Mitolojik hikayelerin pek çok konusu vardır. Onlara hayat veren özel çiçek türleri, yüzyıllardan beri hayatımızda sembolik bir önem taşıyor. Bu sebeple pek çok hikayeye konu olmaları da aslında şaşırtıcı değil. Özellikle Yunan ve Roma mitolojisinde bahsi geçen özel çiçeklerle karşılaşmak mümkün. Bunun temel sebebi ise Yunan ve Romalı tanrıların, insanları çiçeklere çevirmeyi çok sevmesi! Çiçeklerin günümüzdeki anlamlarını almasını sağlayan bu mitolojik hikayeler için hadi okumaya devam et ?
Sümbül
Yunan mitolojisinde yer alan Spartalı prenslerden Hyacinthus, iyi görünümüyle pek çok Yunan tanrısının ilgisini çekiyor. Özellikle savaş ve güneş tanrısı olarak bilinen Apollon’un, Batı Rüzgarı adıyla da bilinen Zephyrus’un ve Kuzey Rüzgarı lakabıyla anılan Boreas’ın ilgisini çekiyor. Onunla savaşmak isteyenler arasından ise Hyacinthus, Apollon’u tercih ediyor. Bu durum, diğer rakiplerin kıskançlık duygusuna kapılmasına neden oluyor.

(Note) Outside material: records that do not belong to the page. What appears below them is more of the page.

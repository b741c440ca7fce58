//! Logging setup utilities for the Huddle binaries.

use tracing_subscriber::{layer::SubscriberExt, util::SubscriberInitExt};

/// Initialize the tracing subscriber with the specified default log level.
///
/// The default level applies to both the library crates and the binary; it
/// can be overridden with the `RUST_LOG` environment variable.
///
/// # Arguments
///
/// * `binary_name` - The name of the binary (e.g., "huddle-server")
/// * `default_log_level` - The default log level (e.g., "debug", "info")
pub fn setup_logger(binary_name: &str, default_log_level: &str) {
    tracing_subscriber::registry()
        .with(
            tracing_subscriber::EnvFilter::try_from_default_env().unwrap_or_else(|_| {
                format!(
                    "huddle_shared={level},huddle_server={level},huddle_client={level},{bin}={level}",
                    level = default_log_level,
                    bin = binary_name.replace('-', "_"),
                )
                .into()
            }),
        )
        .with(tracing_subscriber::fmt::layer())
        .init();
}
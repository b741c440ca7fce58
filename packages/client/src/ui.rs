//! UI utilities for the client.

use std::io::Write;

/// Redisplay the prompt after receiving a message
pub fn redisplay_prompt(client_id: &str) {
    print!("{}> ", client_id);
    std::io::stdout().flush().ok();
}
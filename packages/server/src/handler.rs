//! WebSocket and HTTP handlers.

use std::sync::Arc;

use axum::{
    Json,
    extract::{
        Query, State,
        ws::{Message, WebSocket, WebSocketUpgrade},
    },
    http::StatusCode,
    response::IntoResponse,
};
use futures_util::{sink::SinkExt, stream::StreamExt};
use serde::Deserialize;
use tokio::sync::mpsc;

use huddle_shared::event::Event;

use crate::{
    error::{HubError, SubmitError},
    hub::RoomSnapshot,
    state::{AppState, ConnectQuery},
};

pub async fn websocket_handler(
    ws: WebSocketUpgrade,
    State(state): State<Arc<AppState>>,
    Query(query): Query<ConnectQuery>,
) -> Result<impl IntoResponse, StatusCode> {
    let client_id = query.client_id;

    if client_id.trim().is_empty() {
        tracing::warn!("Rejecting connection with empty client_id");
        return Err(StatusCode::BAD_REQUEST);
    }

    // Register with the hub before upgrading; this pushes the presence count
    // to the new connection and broadcasts user_joined to everyone else.
    let rx = match state.hub.accept(&client_id).await {
        Ok(rx) => rx,
        Err(HubError::DuplicateIdentity(_)) => {
            tracing::warn!(
                "Client with ID '{}' is already connected. Rejecting connection.",
                client_id
            );
            return Err(StatusCode::CONFLICT);
        }
        Err(e) => {
            tracing::error!("Failed to accept connection '{}': {}", client_id, e);
            return Err(StatusCode::INTERNAL_SERVER_ERROR);
        }
    };

    tracing::info!("Client '{}' connected and registered", client_id);

    Ok(ws.on_upgrade(move |socket| handle_socket(socket, state, client_id, rx)))
}

/// Spawns a task that drains the connection's hub queue into the WebSocket.
fn pusher_loop(
    mut rx: mpsc::Receiver<String>,
    mut sender: futures_util::stream::SplitSink<WebSocket, Message>,
) -> tokio::task::JoinHandle<()> {
    tokio::spawn(async move {
        while let Some(payload) = rx.recv().await {
            if sender.send(Message::Text(payload.into())).await.is_err() {
                break;
            }
        }
    })
}

async fn handle_socket(
    socket: WebSocket,
    state: Arc<AppState>,
    client_id: String,
    rx: mpsc::Receiver<String>,
) {
    let (sender, mut receiver) = socket.split();

    let mut send_task = pusher_loop(rx, sender);

    let client_id_clone = client_id.clone();
    let state_clone = state.clone();

    // Inbound loop: decode each text frame and hand it to the hub. A frame
    // that fails to decode is dropped; the connection stays up.
    let mut recv_task = tokio::spawn(async move {
        while let Some(msg) = receiver.next().await {
            let msg = match msg {
                Ok(msg) => msg,
                Err(e) => {
                    tracing::warn!("WebSocket error on '{}': {}", client_id_clone, e);
                    break;
                }
            };

            match msg {
                Message::Text(text) => {
                    let event = match Event::decode(&text) {
                        Ok(event) => event,
                        Err(e) => {
                            tracing::warn!(
                                "Dropping malformed frame from '{}': {}",
                                client_id_clone,
                                e
                            );
                            continue;
                        }
                    };

                    if let Err(e) = state_clone.hub.submit(&client_id_clone, event).await {
                        // Spoofed or hub-owned events are dropped, not fatal.
                        tracing::warn!("Rejected event from '{}': {}", client_id_clone, e);
                    }
                }
                Message::Close(_) => {
                    tracing::info!("Client '{}' requested close", client_id_clone);
                    break;
                }
                // Ping/pong is handled by the protocol layer.
                _ => {}
            }
        }
    });

    // If either task finishes, tear down the other.
    tokio::select! {
        _ = &mut recv_task => send_task.abort(),
        _ = &mut send_task => recv_task.abort(),
    };

    // Deregister and notify the room. Idempotent if the hub already dropped
    // this connection as a slow consumer.
    state.hub.close(&client_id).await;
    tracing::info!("Client '{}' disconnected and removed from registry", client_id);
}

/// Body of a gateway submission.
#[derive(Debug, Deserialize)]
pub struct SubmitMessageRequest {
    pub text: String,
    pub sender: String,
}

/// The message submission gateway: accepts one message over HTTP and injects
/// it into the hub's broadcast path. Status-only response; the submitter
/// sees the accepted message again on the realtime channel.
pub async fn submit_message(
    State(state): State<Arc<AppState>>,
    Json(request): Json<SubmitMessageRequest>,
) -> Result<StatusCode, StatusCode> {
    match state.hub.publish_message(&request.text, &request.sender).await {
        Ok(message) => {
            tracing::info!(
                "Accepted message {} from '{}' via gateway",
                message.id,
                message.sender
            );
            Ok(StatusCode::ACCEPTED)
        }
        Err(SubmitError::EmptyText) => {
            tracing::warn!("Rejected empty message from '{}'", request.sender);
            Err(StatusCode::UNPROCESSABLE_ENTITY)
        }
    }
}

/// Debug endpoint to get current room state (for testing purposes)
pub async fn debug_room_state(State(state): State<Arc<AppState>>) -> Json<RoomSnapshot> {
    Json(state.hub.snapshot().await)
}

/// Health check endpoint
pub async fn health_check() -> Json<serde_json::Value> {
    Json(serde_json::json!({"status": "ok"}))
}
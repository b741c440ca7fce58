//! Session policy: identity generation and reconnection decisions.
//!
//! Pure functions, easy to test. Every session gets a fresh identity —
//! identities are opaque per-session tokens, never reused across
//! reconnects.

use uuid::Uuid;

use crate::error::ClientError;

/// Generate a fresh opaque session identity.
pub fn fresh_identity() -> String {
    Uuid::new_v4().to_string()
}

/// Check if the client should exit immediately based on the error type.
///
/// A duplicate identity will stay duplicate; retrying cannot help.
pub fn should_exit_immediately(error: &ClientError) -> bool {
    matches!(error, ClientError::DuplicateClientId(_))
}

/// Check if the client should attempt to reconnect.
///
/// # Arguments
///
/// * `error` - The client error that occurred
/// * `current_attempt` - The current reconnection attempt count (0-indexed)
/// * `max_attempts` - The maximum number of reconnection attempts allowed
pub fn should_attempt_reconnect(
    error: &ClientError,
    current_attempt: u32,
    max_attempts: u32,
) -> bool {
    if should_exit_immediately(error) {
        return false;
    }

    current_attempt < max_attempts
}
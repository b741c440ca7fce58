//! WebSocket chat server for Huddle.
//!
//! Hosts one room: a connection hub that fans events out to every other
//! open connection, plus an HTTP gateway for submitting messages.

pub mod error;
pub mod handler;
pub mod hub;
pub mod runner;
mod signal;
pub mod state;

pub use runner::{router, run_server};
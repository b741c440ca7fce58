//! Huddle chat client binary.
//!
//! Connects to a chat server, folds the inbound event stream into an
//! ordered log, and submits messages through the HTTP gateway. By default
//! each run gets a fresh generated identity; pass `--client-id` to pin one.
//!
//! Run with:
//! ```not_rust
//! cargo run --bin huddle-client
//! cargo run --bin huddle-client -- --client-id Alice
//! ```

use clap::Parser;

use huddle_shared::logger::setup_logger;

#[derive(Parser, Debug)]
#[command(name = "huddle-client")]
#[command(about = "WebSocket chat client with broadcast support", long_about = None)]
struct Args {
    /// Client ID for this session (defaults to a generated identity)
    #[arg(short = 'c', long)]
    client_id: Option<String>,

    /// WebSocket server URL
    #[arg(short = 'u', long, default_value = "ws://127.0.0.1:8080/ws")]
    url: String,

    /// Server base URL for the message gateway
    #[arg(long, default_value = "http://127.0.0.1:8080")]
    http_url: String,
}

#[tokio::main]
async fn main() {
    setup_logger(env!("CARGO_BIN_NAME"), "info");

    let args = Args::parse();

    if let Err(e) = huddle_client::run_client(args.url, args.http_url, args.client_id).await {
        tracing::error!("Client error: {}", e);
        std::process::exit(1);
    }
}
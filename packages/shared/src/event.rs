//! Wire-level event envelope shared by the hub and its clients.
//!
//! Every frame on the realtime connection is one JSON object tagged by a
//! `"type"` field. Decoding is strict about the shape of known tags but
//! tolerant of unknown ones: a tag this build does not know decodes to
//! [`Event::Ignored`] so an older client can survive a newer hub mid-session.

use chrono::{DateTime, Utc};
use serde::{Deserialize, Serialize};
use thiserror::Error;

/// A chat message. Immutable once constructed; the id is assigned by the
/// server (gateway path) or taken from a local range (client-synthesized
/// system notices) and is unique within a session.
#[derive(Debug, Clone, PartialEq, Serialize, Deserialize)]
pub struct ChatMessage {
    pub id: u64,
    pub text: String,
    pub sender: String,
    pub timestamp: DateTime<Utc>,
    /// Marks hub/client-synthesized notices (join/leave) as opposed to
    /// user-authored text. Omitted from the wire when false.
    #[serde(default, skip_serializing_if = "std::ops::Not::not")]
    pub system: bool,
}

impl ChatMessage {
    /// Create a user-authored message.
    pub fn new(id: u64, text: String, sender: String, timestamp: DateTime<Utc>) -> Self {
        Self {
            id,
            text,
            sender,
            timestamp,
            system: false,
        }
    }

    /// Create a synthesized system notice (join/leave).
    pub fn system(id: u64, text: String, timestamp: DateTime<Utc>) -> Self {
        Self {
            id,
            text,
            sender: "system".to_string(),
            timestamp,
            system: true,
        }
    }
}

/// One wire-level event exchanged over the realtime connection.
#[derive(Debug, Clone, PartialEq, Serialize, Deserialize)]
#[serde(tag = "type", rename_all = "snake_case")]
pub enum Event {
    /// A chat message, broadcast by the hub after submission.
    Message { message: ChatMessage },
    /// A client's input transitioned from empty to non-empty.
    Typing { sender: String },
    /// A client's input transitioned back to empty.
    NotTyping { sender: String },
    /// A connection was accepted; carries the updated presence count.
    UserJoined {
        count: usize,
        timestamp: DateTime<Utc>,
    },
    /// A connection was closed; carries the updated presence count.
    UserLeft {
        count: usize,
        timestamp: DateTime<Utc>,
    },
    /// Broadcast-only audio cue, no hub state effect.
    PlaySound { sender: String },
    /// Presence count push, sent to a connection on accept.
    ConnectionCount { count: usize },
    /// Catch-all for tags this build does not know. Never sent.
    #[serde(other)]
    Ignored,
}

/// Error returned when an inbound frame cannot be decoded.
///
/// Decode errors are local to the offending frame: the handler drops the
/// frame and keeps the connection alive.
#[derive(Debug, Error)]
pub enum DecodeError {
    /// Missing `"type"` tag, or payload fields that do not match the tag.
    #[error("malformed event payload: {0}")]
    Malformed(#[from] serde_json::Error),
}

impl Event {
    /// Encode this event to its JSON wire form.
    pub fn encode(&self) -> Result<String, serde_json::Error> {
        serde_json::to_string(self)
    }

    /// Decode an event from its JSON wire form.
    pub fn decode(payload: &str) -> Result<Self, DecodeError> {
        Ok(serde_json::from_str(payload)?)
    }

    /// The sender identity this event claims, for events that carry one.
    ///
    /// The hub checks this claim against the connection's authenticated
    /// identity before broadcasting, so one client cannot spoof another.
    pub fn claimed_sender(&self) -> Option<&str> {
        match self {
            Event::Message { message } => Some(&message.sender),
            Event::Typing { sender } | Event::NotTyping { sender } | Event::PlaySound { sender } => {
                Some(sender)
            }
            _ => None,
        }
    }
}
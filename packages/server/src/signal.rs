//! Graceful shutdown signal handling.

/// Resolve when the process receives SIGINT (Ctrl+C) or, on Unix, SIGTERM.
pub async fn shutdown_signal() {
    let ctrl_c = async {
        if let Err(e) = tokio::signal::ctrl_c().await {
            tracing::error!("Failed to install Ctrl+C handler: {}", e);
        }
    };

    #[cfg(unix)]
    let terminate = async {
        match tokio::signal::unix::signal(tokio::signal::unix::SignalKind::terminate()) {
            Ok(mut signal) => {
                signal.recv().await;
            }
            Err(e) => tracing::error!("Failed to install SIGTERM handler: {}", e),
        }
    };

    #[cfg(not(unix))]
    let terminate = std::future::pending::<()>();

    tokio::select! {
        _ = ctrl_c => {},
        _ = terminate => {},
    }

    tracing::info!("Shutdown signal received");
}
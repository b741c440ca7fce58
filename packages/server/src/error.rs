//! Error types for the Huddle server.

use thiserror::Error;

/// Errors from hub operations on the realtime path.
#[derive(Debug, Error)]
pub enum HubError {
    /// The identity already has an open connection in this room.
    #[error("identity '{0}' is already connected")]
    DuplicateIdentity(String),

    /// An event claimed a sender other than the connection it arrived on.
    #[error("event sender '{claimed}' does not match connection identity '{connection}'")]
    SenderMismatch { connection: String, claimed: String },
}

/// Errors from the message submission gateway.
#[derive(Debug, Error)]
pub enum SubmitError {
    /// The submitted text was blank or whitespace-only.
    #[error("message text is empty")]
    EmptyText,
}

Apollon ve Hyacinthus bir gün disk atma oynarken Hyacinthus, Apollon’u etkilemek istiyor. Bu nedenle attığı diskin peşinden giderek yakalamaya çalışıyor. Bu durumu fırsat olarak değerlendiren Zephyrus, diski ondan önce yakalayarak Hyacinthus’un kafasına fırlatıyor ve onu öldürüyor. Bu duruma çok üzülen Apollon ise yer altı dünyasının tanrısı olan Hades’in Hyacinthus’u almasına izin vermiyor. Onun yerine Hyacinthus’un bedenini bir sümbüle çeviriyor.
Anemon Çiçeği
Güzellik tanrıçası olarak nam salan Afrodit, Adonis adlı bir ölümlüye aşık. Adonis, daha çok avlanmakla ilgileniyor, Afrodit ise onu görebilmek için her gün avlandığı ormana gidiyor. Bir tanrıçanın bir ölümlüye aşık olmasının getirdiği lanet nedeni ile Adonis, yabani bir domuz saldırısına uğrayarak hayatını kaybediyor. Adonis’in ölümüyle kendine hakim olamayan Afrodit, onu kollarına alarak ağlamaya başlıyor. Güzel tanrıçanın toprağa düşen her gözyaşının ardından kırmızı bir anemon çiçeği açıyor. Bu nedenledir ki anemon çiçekleri; kayıpları ve karşılıksız aşkın temsilcisi olarak biliniyor.
Şakayık
Savaş tanrısı olarak bilinen Apollon, su perisi Paeonia’ya aşık oluyor. Bu durum ise aşk ve güzellik tanrıçası Afrodit’in canını epey sıkıyor. Bu nedenle kıskançlık ve öfke duygularıyla Paeonia’yı kırmızı bir şakayık çiçeğine dönüştürüveriyor. Afrodit’in bu rengi seçmesinin nedeni ise şu; Afrodit’in Paeoniya ve Apollo’yu yakaladığı anda su perisi Paeonia’nın flörtleşmekten yanaklarının kızarmış olması. Bu sebeple şakayık çiçekleri bugün bile mahcubiyeti temsil ediyor.
Nergis
Nergis çiçeğinin hikayesinin hemen hemen herkes biliyordur. Yunan ve Roma mitolojisinde önemli bir yeri olan Narcissus’tan geliyor bu hikaye. Hayatına aldığı her kadının kalbini kıran Narcissus, en son başını büyük bir derde sokuyor. Narcissus, Echo adındaki su perisini kaba bir şekilde reddediyor. Bu durum Echo’nun aklını yitirerek yok olmasına, geriye sadece yankılanan sesinin kalmasına neden oluyor. İntikam tanrıçası Nemesis, onu cezalandırmak için hemen harekete geçiyor. Göletin yansımısında kendini gören Narcissus, kendi güzelliğinin büyüsüne kapılıyor. Günlerini kendi yansımasına uzun uzun bakarak geçirmeye başlıyor. Elini uzatıyor fakat dokunamıyor, sesleniyor fakat cevap alamıyor… Çaresizce kendi yansımasına ulaşmaya ulaşmaya çalışıyor. Narsist biri olması nedeniyle dillere destan olan Narcissus, en sonunda kendisine aşık oluyor ve tıpkı Echo’nun ah etmiş olduğu gibi seviyor ve kavuşamıyor. Üstelik Narcissus kendisini o kadar seviyor ki, kalbi en sonunda aşkına dayanamıyor ve yansımasını seyrettiği yerde üzüntüler içinde ölüyor. Bu sayede nergis çiçeği; imkansız aşkın, sevip kavuşamamanın ve kendi ölümüne yol açabilecek kadar güzel olmanın sembolü olmuş.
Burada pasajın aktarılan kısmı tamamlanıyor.